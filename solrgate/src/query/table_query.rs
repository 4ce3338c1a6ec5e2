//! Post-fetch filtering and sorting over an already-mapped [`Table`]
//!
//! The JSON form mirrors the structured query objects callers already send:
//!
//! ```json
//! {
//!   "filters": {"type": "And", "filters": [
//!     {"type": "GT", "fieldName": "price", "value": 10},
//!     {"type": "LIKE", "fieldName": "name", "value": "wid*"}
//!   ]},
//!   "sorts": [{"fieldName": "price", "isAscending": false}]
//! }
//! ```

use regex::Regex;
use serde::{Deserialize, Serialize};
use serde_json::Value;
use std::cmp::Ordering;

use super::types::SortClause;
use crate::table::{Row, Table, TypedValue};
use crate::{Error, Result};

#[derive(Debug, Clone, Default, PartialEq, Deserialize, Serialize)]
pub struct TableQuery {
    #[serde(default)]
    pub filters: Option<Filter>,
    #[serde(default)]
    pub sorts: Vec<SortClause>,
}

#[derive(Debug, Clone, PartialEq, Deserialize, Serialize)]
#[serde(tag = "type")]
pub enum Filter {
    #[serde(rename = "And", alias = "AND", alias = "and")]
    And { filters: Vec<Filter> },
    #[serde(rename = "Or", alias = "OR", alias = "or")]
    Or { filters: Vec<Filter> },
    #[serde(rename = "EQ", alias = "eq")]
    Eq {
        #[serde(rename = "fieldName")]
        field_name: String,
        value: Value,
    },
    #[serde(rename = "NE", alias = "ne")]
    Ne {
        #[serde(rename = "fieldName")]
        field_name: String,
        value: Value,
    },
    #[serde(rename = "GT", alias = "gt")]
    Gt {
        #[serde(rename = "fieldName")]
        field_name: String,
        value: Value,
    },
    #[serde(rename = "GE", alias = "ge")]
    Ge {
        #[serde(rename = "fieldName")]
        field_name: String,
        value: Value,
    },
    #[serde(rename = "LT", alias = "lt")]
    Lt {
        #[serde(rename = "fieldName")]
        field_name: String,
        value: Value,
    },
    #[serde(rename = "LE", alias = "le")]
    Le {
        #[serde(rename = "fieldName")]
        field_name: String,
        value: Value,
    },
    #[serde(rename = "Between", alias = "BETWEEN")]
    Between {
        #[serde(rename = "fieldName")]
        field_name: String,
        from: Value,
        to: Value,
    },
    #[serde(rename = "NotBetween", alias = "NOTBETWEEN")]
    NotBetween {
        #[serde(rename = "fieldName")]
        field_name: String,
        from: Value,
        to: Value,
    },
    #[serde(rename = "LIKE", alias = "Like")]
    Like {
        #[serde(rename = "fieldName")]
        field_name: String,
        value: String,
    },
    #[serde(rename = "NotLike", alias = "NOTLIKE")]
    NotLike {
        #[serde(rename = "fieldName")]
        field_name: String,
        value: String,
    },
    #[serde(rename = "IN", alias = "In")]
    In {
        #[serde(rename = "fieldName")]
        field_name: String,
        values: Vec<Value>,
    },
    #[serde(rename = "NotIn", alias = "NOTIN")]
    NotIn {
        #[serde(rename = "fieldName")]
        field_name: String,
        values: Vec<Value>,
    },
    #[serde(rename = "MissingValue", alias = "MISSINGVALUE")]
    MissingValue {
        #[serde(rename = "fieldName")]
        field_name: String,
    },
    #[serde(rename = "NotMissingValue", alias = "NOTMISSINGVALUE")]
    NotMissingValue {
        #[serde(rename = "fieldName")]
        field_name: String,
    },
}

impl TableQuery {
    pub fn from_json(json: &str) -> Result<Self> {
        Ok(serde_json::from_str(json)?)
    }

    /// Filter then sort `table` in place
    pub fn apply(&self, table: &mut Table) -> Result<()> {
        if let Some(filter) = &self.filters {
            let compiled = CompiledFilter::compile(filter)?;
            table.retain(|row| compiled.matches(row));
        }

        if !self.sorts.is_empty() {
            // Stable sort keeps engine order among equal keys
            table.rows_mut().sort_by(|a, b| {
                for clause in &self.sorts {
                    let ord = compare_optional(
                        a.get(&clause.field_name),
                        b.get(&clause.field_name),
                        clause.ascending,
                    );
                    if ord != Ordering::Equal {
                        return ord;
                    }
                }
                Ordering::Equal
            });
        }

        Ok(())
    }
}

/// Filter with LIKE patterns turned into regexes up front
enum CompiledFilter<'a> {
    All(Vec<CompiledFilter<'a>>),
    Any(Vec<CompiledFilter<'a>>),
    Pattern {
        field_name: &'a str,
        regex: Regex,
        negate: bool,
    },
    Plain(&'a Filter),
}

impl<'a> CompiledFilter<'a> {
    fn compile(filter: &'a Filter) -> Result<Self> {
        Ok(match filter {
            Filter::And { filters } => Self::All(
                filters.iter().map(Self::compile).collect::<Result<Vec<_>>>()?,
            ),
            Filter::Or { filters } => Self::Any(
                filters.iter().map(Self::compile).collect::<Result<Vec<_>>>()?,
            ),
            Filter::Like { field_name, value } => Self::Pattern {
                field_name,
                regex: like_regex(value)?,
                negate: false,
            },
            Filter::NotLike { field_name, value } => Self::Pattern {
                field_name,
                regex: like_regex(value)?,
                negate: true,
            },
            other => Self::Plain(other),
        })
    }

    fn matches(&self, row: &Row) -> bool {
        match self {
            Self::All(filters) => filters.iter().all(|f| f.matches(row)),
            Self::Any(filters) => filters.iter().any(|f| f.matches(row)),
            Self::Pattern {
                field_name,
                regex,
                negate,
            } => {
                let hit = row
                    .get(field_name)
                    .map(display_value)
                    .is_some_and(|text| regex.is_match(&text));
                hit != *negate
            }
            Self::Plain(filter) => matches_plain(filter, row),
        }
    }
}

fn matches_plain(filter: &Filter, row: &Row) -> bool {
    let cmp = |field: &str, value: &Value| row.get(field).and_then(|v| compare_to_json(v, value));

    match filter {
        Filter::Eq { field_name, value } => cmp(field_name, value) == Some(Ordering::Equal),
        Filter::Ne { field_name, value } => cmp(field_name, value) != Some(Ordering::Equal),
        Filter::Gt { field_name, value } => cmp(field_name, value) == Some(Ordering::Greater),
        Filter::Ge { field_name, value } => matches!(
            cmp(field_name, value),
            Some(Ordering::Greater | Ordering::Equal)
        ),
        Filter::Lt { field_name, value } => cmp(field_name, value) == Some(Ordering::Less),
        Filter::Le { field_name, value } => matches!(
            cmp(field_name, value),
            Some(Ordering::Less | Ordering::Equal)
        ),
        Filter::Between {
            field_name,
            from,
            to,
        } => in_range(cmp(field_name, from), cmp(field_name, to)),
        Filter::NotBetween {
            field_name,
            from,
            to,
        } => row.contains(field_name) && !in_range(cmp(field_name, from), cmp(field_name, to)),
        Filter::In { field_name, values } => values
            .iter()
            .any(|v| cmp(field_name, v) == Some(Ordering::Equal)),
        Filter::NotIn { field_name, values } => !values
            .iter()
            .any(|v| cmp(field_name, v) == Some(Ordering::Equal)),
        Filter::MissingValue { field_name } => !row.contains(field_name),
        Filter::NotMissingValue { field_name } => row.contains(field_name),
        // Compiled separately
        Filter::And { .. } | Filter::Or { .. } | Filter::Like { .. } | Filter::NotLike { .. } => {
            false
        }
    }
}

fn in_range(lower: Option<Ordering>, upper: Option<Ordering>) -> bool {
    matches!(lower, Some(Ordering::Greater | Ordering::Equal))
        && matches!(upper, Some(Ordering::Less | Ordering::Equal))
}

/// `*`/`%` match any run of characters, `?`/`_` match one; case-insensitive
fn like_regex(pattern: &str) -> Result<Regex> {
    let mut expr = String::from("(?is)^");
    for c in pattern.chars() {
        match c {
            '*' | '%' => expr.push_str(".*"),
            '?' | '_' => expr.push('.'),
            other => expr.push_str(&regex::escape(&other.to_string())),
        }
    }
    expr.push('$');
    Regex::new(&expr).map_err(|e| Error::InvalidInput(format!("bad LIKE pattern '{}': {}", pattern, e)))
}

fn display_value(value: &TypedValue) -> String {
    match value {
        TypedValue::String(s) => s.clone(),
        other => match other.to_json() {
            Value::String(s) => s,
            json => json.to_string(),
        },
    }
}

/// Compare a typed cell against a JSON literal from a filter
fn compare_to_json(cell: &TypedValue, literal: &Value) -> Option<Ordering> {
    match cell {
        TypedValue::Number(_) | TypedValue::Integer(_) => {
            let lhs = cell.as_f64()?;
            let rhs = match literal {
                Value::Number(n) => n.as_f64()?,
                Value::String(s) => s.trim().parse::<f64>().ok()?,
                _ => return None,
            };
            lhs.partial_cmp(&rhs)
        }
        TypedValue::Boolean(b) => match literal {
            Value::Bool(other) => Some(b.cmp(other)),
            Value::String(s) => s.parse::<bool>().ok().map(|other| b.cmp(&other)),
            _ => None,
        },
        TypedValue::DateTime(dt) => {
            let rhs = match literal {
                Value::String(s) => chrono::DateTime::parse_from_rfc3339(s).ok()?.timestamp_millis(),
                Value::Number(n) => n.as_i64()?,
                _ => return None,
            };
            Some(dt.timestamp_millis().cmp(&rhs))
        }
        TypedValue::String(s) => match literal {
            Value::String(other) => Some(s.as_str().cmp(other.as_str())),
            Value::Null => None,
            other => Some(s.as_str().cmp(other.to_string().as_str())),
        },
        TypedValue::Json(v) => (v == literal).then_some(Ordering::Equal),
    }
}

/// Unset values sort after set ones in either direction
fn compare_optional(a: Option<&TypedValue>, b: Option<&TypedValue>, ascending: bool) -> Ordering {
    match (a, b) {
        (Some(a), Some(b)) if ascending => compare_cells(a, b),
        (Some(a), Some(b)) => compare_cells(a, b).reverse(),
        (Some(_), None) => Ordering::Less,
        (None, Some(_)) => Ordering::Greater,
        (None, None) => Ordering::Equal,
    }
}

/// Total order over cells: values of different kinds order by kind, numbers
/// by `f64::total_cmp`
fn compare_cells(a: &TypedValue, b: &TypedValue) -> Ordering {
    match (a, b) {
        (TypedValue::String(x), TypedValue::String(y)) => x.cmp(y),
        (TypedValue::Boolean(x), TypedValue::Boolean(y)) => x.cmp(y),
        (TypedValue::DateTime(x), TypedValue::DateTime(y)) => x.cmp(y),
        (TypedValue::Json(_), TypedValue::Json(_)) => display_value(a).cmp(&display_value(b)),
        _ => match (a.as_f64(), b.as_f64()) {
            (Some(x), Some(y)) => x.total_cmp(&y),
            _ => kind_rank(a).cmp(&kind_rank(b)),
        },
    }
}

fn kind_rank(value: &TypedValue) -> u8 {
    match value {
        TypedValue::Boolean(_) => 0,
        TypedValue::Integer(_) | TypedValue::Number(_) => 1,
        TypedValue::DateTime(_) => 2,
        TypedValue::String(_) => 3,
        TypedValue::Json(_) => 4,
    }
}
---
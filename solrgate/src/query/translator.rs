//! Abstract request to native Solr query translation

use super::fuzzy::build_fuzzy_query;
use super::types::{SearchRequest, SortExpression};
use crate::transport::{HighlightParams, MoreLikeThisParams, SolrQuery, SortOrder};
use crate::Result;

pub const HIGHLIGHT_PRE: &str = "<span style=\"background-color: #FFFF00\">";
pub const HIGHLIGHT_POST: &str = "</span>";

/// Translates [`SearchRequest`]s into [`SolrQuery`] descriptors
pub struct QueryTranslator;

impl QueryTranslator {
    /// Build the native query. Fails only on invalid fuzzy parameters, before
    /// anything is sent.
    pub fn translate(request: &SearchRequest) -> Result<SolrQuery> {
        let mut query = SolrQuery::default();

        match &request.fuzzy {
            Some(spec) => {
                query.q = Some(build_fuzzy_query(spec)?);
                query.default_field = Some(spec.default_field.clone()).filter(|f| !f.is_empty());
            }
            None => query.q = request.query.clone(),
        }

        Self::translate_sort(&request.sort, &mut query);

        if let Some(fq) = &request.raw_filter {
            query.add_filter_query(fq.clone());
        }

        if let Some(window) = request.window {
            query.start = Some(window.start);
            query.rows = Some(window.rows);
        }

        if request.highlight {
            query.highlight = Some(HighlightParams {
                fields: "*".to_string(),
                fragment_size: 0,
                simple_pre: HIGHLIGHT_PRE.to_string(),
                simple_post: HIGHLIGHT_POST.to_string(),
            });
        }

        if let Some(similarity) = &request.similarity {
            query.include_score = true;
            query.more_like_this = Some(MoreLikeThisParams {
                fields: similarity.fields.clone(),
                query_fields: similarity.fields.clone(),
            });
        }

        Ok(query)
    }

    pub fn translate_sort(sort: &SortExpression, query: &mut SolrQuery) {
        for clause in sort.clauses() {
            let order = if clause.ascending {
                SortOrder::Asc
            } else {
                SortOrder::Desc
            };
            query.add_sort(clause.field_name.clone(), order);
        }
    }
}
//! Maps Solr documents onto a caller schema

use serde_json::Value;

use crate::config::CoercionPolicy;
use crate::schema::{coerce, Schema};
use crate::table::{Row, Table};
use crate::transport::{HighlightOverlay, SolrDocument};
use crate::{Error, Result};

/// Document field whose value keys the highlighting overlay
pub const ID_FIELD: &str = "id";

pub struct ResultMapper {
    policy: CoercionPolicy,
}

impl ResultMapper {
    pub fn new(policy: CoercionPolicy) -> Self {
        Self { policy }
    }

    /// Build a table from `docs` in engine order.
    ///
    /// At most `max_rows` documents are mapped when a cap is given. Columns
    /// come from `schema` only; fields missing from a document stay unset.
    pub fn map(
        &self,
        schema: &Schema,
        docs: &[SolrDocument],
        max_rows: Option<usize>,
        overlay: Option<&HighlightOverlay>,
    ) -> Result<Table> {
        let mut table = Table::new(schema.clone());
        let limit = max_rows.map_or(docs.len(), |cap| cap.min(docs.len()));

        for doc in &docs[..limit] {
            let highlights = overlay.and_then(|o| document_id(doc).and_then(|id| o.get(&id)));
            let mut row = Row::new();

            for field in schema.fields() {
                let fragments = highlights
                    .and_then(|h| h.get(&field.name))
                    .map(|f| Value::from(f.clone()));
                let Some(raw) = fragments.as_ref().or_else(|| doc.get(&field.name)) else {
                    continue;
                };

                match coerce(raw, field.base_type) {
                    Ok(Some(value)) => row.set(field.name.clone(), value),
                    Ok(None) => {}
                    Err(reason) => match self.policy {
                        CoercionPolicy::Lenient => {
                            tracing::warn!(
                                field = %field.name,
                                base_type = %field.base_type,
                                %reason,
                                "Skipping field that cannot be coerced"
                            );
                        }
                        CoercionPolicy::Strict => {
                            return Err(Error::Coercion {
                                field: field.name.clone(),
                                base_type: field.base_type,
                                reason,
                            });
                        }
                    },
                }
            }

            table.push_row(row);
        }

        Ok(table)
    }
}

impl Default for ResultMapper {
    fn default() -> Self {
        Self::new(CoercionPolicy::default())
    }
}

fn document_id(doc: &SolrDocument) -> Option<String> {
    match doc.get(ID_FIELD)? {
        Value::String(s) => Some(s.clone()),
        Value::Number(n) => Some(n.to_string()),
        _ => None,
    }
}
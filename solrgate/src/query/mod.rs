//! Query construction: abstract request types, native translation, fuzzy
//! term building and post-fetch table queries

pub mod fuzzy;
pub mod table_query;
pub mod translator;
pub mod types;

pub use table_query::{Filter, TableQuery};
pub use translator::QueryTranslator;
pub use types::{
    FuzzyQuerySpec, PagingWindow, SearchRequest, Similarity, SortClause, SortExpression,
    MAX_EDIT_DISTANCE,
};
--
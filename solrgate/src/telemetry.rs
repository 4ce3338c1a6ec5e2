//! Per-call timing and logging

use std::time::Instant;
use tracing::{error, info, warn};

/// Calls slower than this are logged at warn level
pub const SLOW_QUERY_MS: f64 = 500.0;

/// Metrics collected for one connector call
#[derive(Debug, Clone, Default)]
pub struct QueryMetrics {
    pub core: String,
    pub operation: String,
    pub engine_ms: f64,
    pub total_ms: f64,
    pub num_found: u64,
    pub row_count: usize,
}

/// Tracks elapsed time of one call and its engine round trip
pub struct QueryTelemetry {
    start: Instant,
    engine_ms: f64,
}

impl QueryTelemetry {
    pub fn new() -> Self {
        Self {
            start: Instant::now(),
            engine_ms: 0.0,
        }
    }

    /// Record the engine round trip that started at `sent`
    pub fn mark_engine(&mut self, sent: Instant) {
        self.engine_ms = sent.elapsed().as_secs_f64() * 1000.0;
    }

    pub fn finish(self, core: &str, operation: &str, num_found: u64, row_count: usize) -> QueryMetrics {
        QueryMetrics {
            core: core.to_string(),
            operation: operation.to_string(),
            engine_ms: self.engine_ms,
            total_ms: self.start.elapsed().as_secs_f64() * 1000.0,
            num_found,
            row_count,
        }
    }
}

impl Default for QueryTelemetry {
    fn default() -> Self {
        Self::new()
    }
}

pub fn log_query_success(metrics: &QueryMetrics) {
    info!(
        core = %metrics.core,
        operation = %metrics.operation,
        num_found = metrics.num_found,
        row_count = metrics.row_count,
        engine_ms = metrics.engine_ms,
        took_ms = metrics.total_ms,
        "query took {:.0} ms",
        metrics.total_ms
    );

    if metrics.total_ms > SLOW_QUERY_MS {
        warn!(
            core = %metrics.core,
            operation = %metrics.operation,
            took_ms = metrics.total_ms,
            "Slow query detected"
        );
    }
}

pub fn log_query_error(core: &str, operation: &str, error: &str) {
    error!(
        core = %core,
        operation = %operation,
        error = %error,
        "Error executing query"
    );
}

#### [EXERCISE BRIEF]
Within the material above, copy exactly the lines from the line that holds "let order = if" up to and including the line that holds "the highlighting overlay".

#### [ANSWER SPACE]
            let order = if clause.ascending {
                SortOrder::Asc
            } else {
                SortOrder::Desc
            };
            query.add_sort(clause.field_name.clone(), order);
        }
    }
}
//! Maps Solr documents onto a caller schema

use serde_json::Value;

use crate::config::CoercionPolicy;
use crate::schema::{coerce, Schema};
use crate::table::{Row, Table};
use crate::transport::{HighlightOverlay, SolrDocument};
use crate::{Error, Result};

/// Document field whose value keys the highlighting overlay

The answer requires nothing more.